Large cations that form in a hydrolyzed solution of Group 13 trivalent metals [1] attract intense interest from a wide range of scientists. Geochemists use these clusters as experimental models to understand reaction dynamics for adsorbate uptake and isotope-exchange pathways affecting the metal-hydroxide solids [2] that make up soil. These clusters have also found a wide range of industrial uses in the semiconducting industry [3], in water treatment [4], in pharmaceutical products and in cosmetics [5]. However, unlike the hundreds of polyoxometalate ions that have been made using Group 5 and 6 metals, only a few dozen cation clusters have been isolated so far from hydrolyzed Group 13 metals, and reports of Ga^III clusters are particularly sparse. These clusters tend to fall into two categories: cation derivatives of the Baker-Figgis-Keggin structures, usually the ε-isomer, or a series of “flat” clusters [6,7,8] that are less symmetric and have no central M(O)₄ site.

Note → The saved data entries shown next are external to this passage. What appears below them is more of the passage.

//! Per-cell inputs and outputs for batch evaluation.

use ck_thermo::EnergyMode;
use serde::{Deserialize, Serialize};

/// Conserved state of one CFD cell as handed over by a host solver.
#[derive(Debug, Clone, PartialEq, Serialize, Deserialize)]
pub struct CellInput {
    /// Density [kg/m³]
    pub rho: f64,
    /// Specific internal energy or enthalpy [J/kg], per `mode`
    pub energy: f64,
    /// Temperature guess, usually the previous time step's value [K]
    pub t_guess: f64,
    /// Mass fractions in kernel species order
    pub y: Vec<f64>,
    #[serde(default)]
    pub mode: EnergyMode,
}

/// Closure values returned for one cell.
#[derive(Debug, Clone, PartialEq, Serialize)]
pub struct CellSource {
    /// Temperature [K]
    pub temperature: f64,
    /// Pressure [Pa]
    pub pressure: f64,
    /// Net molar production rates [kmol/(m³·s)]
    pub net_production_rates: Vec<f64>,
}
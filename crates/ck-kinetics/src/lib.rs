//! ck-kinetics: gas-phase reaction rates for chemkern.
//!
//! Mass-action kinetics over compiled `ThermoData`:
//! - modified Arrhenius rate constants with a clamped exponent
//! - third-body and Lindemann/Troe falloff reactions
//! - equilibrium constants from NASA-7 Gibbs functions
//! - rates of progress and net molar production rates
//!
//! Nothing here fails: non-physical states give non-physical (possibly
//! non-finite) rates, which callers are expected to check.

pub mod arrhenius;
pub mod equilibrium;
pub mod falloff;
pub mod production;

pub use arrhenius::{MAX_EXP_ARG, rate_constant};
pub use equilibrium::{equilibrium_constant, equilibrium_constants, species_gibbs_rt};
pub use falloff::{lindemann_rate, troe_broadening};
pub use production::{
    Workspace, forward_rate_constants, net_production_rates, net_production_rates_into,
    rates_of_progress, rates_of_progress_into,
};
//! ck-kernel: thermochemistry kernel facade for CFD host codes.
//!
//! A `Kernel` is built once from a `MechanismDescription` and then answers
//! per-cell queries: pressure from (ρ, T, Y), temperature from (e or h, Y)
//! and net species production rates. `evaluate_cells` runs whole batches of
//! cells in parallel with rayon.
//!
//! # Example
//!
//! ```
//! use ck_kernel::Kernel;
//! use ck_mechanism::builtin;
//! use ck_thermo::EnergyMode;
//!
//! let kernel = Kernel::new(&builtin::san_diego_h2()).unwrap();
//! let y = vec![1.0 / 9.0; kernel.num_species()];
//! let t = kernel
//!     .get_temperature(2.3624875e7, 320.0, &y, EnergyMode::InternalEnergy)
//!     .unwrap();
//! assert!((t - 300.0).abs() < 0.1);
//! ```

pub mod cell;
pub mod config;
pub mod error;
pub mod identity;
pub mod kernel;

pub use cell::{CellInput, CellSource};
pub use config::KernelConfig;
pub use error::{KernelError, KernelResult};
pub use identity::KernelIdentity;
pub use kernel::Kernel;

// Re-export so host codes need only this crate.
pub use ck_mechanism::{MechanismDescription, builtin};
pub use ck_solver::{FailureReason, NewtonConfig, SolverError, TemperatureSolution};
pub use ck_thermo::{EnergyMode, MixtureState};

Focusing on Ga^III oxyhydroxo clusters, there is the work of Johnson et al. [6,7,8], who developed the chemistry and applications for the 'flat' clusters [7], which had previously been made only with aminocarboxylate termination ligands to prevent condensation [9]. The existence of a [GaO₄Ga₁₂(OH)₂₄(OH₂)₁₂]⁷⁺ ion having the structure of the ε isomer of the Keggin series was inferred from X-ray studies of solutions [10] and on pillared clays [9,11]. This Keggin structure of [GaO₄Ga₁₂(OH)₂₄(OH₂)₁₂]⁷⁺ was predicted by Bradley [12] but has not yet been isolated in a crystal structure in spite of the relative ease with which the Al^III version can be crystallized. Fedin’s group [12] produced the most noteworthy advance when they used a macrocyclic curcubit ligand to isolate a large Ga(III) polyoxocation with 32 metal centers (henceforth, Ga₃₂). This cluster had two sets of corner-shared tetrahedral sites and aspects of the molecule that resemble the “flat” clusters in that it contains sheets of five linked edge-shared Ga(O)₆ octahedra with two bridging Ga(O)₆ bonded to the sheets via corner-shared μ₂-OH.

2. Results and Discussion

Here we report a similar gallium cluster but with 30 metal centers (henceforth, Ga₃₀) that was crystallized from a simple aqueous solution and 2,6-napthalene disulfonate (NDS) as a charge-balancing anion. The crystallizing solution was made with the standard approach used to isolate Al^III polyoxocations—a 25 mL of 0.25 M GaCl₃ solution was heated to 80 °C and 60 mL of 0.25 M NaOH solution was added dropwise at rates of 2 mL/min. The resulting solutions were stirred at temperature until precipitate disappeared and then split into aliquots that were sealed into a Teflon-lined reactor and heated further overnight at 80 °C. After 16 h, the solutions were taken from the oven and 1 mL of 0.15 M 2,6-NDS solution was added. After 48 h of aging at room temperature, precipitate was filtered away and the solution left sealed in the dark. After several weeks, small clear crystals became apparent at the bottom of the growth vessels. The final solution had pH = 2.54, which is close to estimates of the first hydrolysis constant for [Ga(OH₂)₆]³⁺ [13].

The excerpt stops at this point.